Showcase result
Sherwood Blackwoods gateway
Town or City: Nottingham
County: Nottinghamshire
Country: England
WMT Reference Number: WM2011
Value of grant: £1194.50
Type of memorial: Freestanding
Type of work: Conservation and repair
Grant scheme: English Heritage/Wolfson Foundation Grants
Year: 2007
UKNIWM reference number: 59048
The memorial to the Scouts of Nottingham who fell in World War I takes the form of a memorial gateway to Blackwoods Scout site in the Sherwood area of the city. The gateway is constructed from red brick with herringbone details and timber inlay either side of wooden double doors. The roof has a steep pitch. There are flanking walls with herringbone brick pattern and tile coping. The gateway leads directly into the wooded Scout site which in its entirety was established as a memorial to those Scouts who died during the two world wars. There is a dedication on a tablet above the gates.

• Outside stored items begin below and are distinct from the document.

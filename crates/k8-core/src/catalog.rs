use crate::component::{ComponentFactory, Constructor};
use crate::id::TypeKey;
use crate::metadata::ComponentMeta;
use std::collections::HashMap;
use std::sync::Arc;

/// A registered component type: its metadata and the ways it can be built.
#[derive(Debug, Clone)]
pub struct ComponentType {
    pub key: TypeKey,
    pub type_name: String,
    /// Component-level metadata. Loading a type without it is a
    /// configuration error.
    pub meta: Option<ComponentMeta>,
    pub(crate) constructor: Option<Constructor>,
    pub(crate) nested_factory: Option<Arc<dyn ComponentFactory>>,
}

impl ComponentType {
    pub fn constructor(&self) -> Option<Constructor> {
        self.constructor
    }

    pub fn nested_factory(&self) -> Option<&Arc<dyn ComponentFactory>> {
        self.nested_factory.as_ref()
    }
}

/// Builder for constructing an immutable [`Catalog`].
/// Three-phase lifecycle: registration -> mutation -> finalization.
#[derive(Debug, Default)]
pub struct CatalogBuilder {
    types: Vec<ComponentType>,
    type_name_to_key: HashMap<String, TypeKey>,
    factories: HashMap<String, Arc<dyn ComponentFactory>>,
}

impl CatalogBuilder {
    pub fn new() -> Self {
        Self::default()
    }

    /// Phase 1: Register a component type. Re-registering a name replaces
    /// its metadata and keeps its key.
    pub fn register_type(&mut self, type_name: &str, meta: Option<ComponentMeta>) -> TypeKey {
        if let Some(&key) = self.type_name_to_key.get(type_name) {
            self.types[key.0 as usize].meta = meta;
            return key;
        }
        let key = TypeKey(self.types.len() as u32);
        self.types.push(ComponentType {
            key,
            type_name: type_name.to_string(),
            meta,
            constructor: None,
            nested_factory: None,
        });
        self.type_name_to_key.insert(type_name.to_string(), key);
        key
    }

    /// Phase 1: Attach a no-argument constructor to a registered type.
    pub fn set_constructor(&mut self, key: TypeKey, constructor: Constructor) {
        if let Some(ty) = self.types.get_mut(key.0 as usize) {
            ty.constructor = Some(constructor);
        }
    }

    /// Phase 1: Attach the type's own factory, preferred over its
    /// constructor. A type that is itself a factory is registered this way,
    /// with a factory that builds instances of the type.
    pub fn set_nested_factory(&mut self, key: TypeKey, factory: Arc<dyn ComponentFactory>) {
        if let Some(ty) = self.types.get_mut(key.0 as usize) {
            ty.nested_factory = Some(factory);
        }
    }

    /// Phase 1: Register a factory that metadata can reference by name.
    pub fn register_factory(&mut self, name: &str, factory: Arc<dyn ComponentFactory>) {
        self.factories.insert(name.to_string(), factory);
    }

    /// Phase 2: Mutate the metadata of an existing type by name.
    pub fn mutate_meta<F>(&mut self, type_name: &str, f: F) -> Result<(), CatalogError>
    where
        F: FnOnce(&mut Option<ComponentMeta>),
    {
        let key = self
            .type_name_to_key
            .get(type_name)
            .ok_or_else(|| CatalogError::NotFound(type_name.to_string()))?;
        f(&mut self.types[key.0 as usize].meta);
        Ok(())
    }

    pub fn type_key(&self, type_name: &str) -> Option<TypeKey> {
        self.type_name_to_key.get(type_name).copied()
    }

    /// Phase 3: Finalize. Every factory reference and hosted type named in
    /// metadata must resolve.
    pub fn build(self) -> Result<Catalog, CatalogError> {
        for ty in &self.types {
            let Some(meta) = &ty.meta else { continue };
            if let Some(factory) = &meta.factory {
                if !self.factories.contains_key(&factory.0) {
                    return Err(CatalogError::UnknownFactory {
                        type_name: ty.type_name.clone(),
                        factory: factory.0.clone(),
                    });
                }
            }
            for host in &meta.hosts {
                if !self.type_name_to_key.contains_key(&host.component) {
                    return Err(CatalogError::UnknownHostedType {
                        type_name: ty.type_name.clone(),
                        host: host.name.clone(),
                        component: host.component.clone(),
                    });
                }
            }
        }

        Ok(Catalog {
            types: self.types,
            type_name_to_key: self.type_name_to_key,
            factories: self.factories,
        })
    }
}

/// Immutable catalog of component types. Frozen after `build()`.
#[derive(Debug)]
pub struct Catalog {
    types: Vec<ComponentType>,
    type_name_to_key: HashMap<String, TypeKey>,
    factories: HashMap<String, Arc<dyn ComponentFactory>>,
}

impl Catalog {
    pub fn get(&self, key: TypeKey) -> Option<&ComponentType> {
        self.types.get(key.0 as usize)
    }

    pub fn type_key(&self, type_name: &str) -> Option<TypeKey> {
        self.type_name_to_key.get(type_name).copied()
    }

    pub fn by_name(&self, type_name: &str) -> Option<&ComponentType> {
        self.type_key(type_name).and_then(|key| self.get(key))
    }

    pub fn factory(&self, name: &str) -> Option<&Arc<dyn ComponentFactory>> {
        self.factories.get(name)
    }

    pub fn type_count(&self) -> usize {
        self.types.len()
    }
}

#[derive(Debug, thiserror::Error)]
pub enum CatalogError {
    #[error("type not found: {0}")]
    NotFound(String),
    #[error("type {type_name} references unknown factory {factory}")]
    UnknownFactory { type_name: String, factory: String },
    #[error("type {type_name} hosts {host} of unknown type {component}")]
    UnknownHostedType {
        type_name: String,
        host: String,
        component: String,
    },
}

After an application in 2007/8 English Heritage and the Wolfson Foundation paid £1,195 towards work to replace tile battens, make good the soffits, replace missing or broken tiles as required, to make good the wing walls of the gateway, to replace defective bricks with new, to re-point where necessary, to treat the timbers infected with woodworm and to paint black all exposed timbers.
The dedication reads
Scouts of this place let this of you be said, that you who live are worthy of your dead. These
gave their lives that you who live may reap a richer harvest ere you fall asleep.
After the work to the gateway was completed, the gateway was officially opened by the Lord Mayor of Nottingham.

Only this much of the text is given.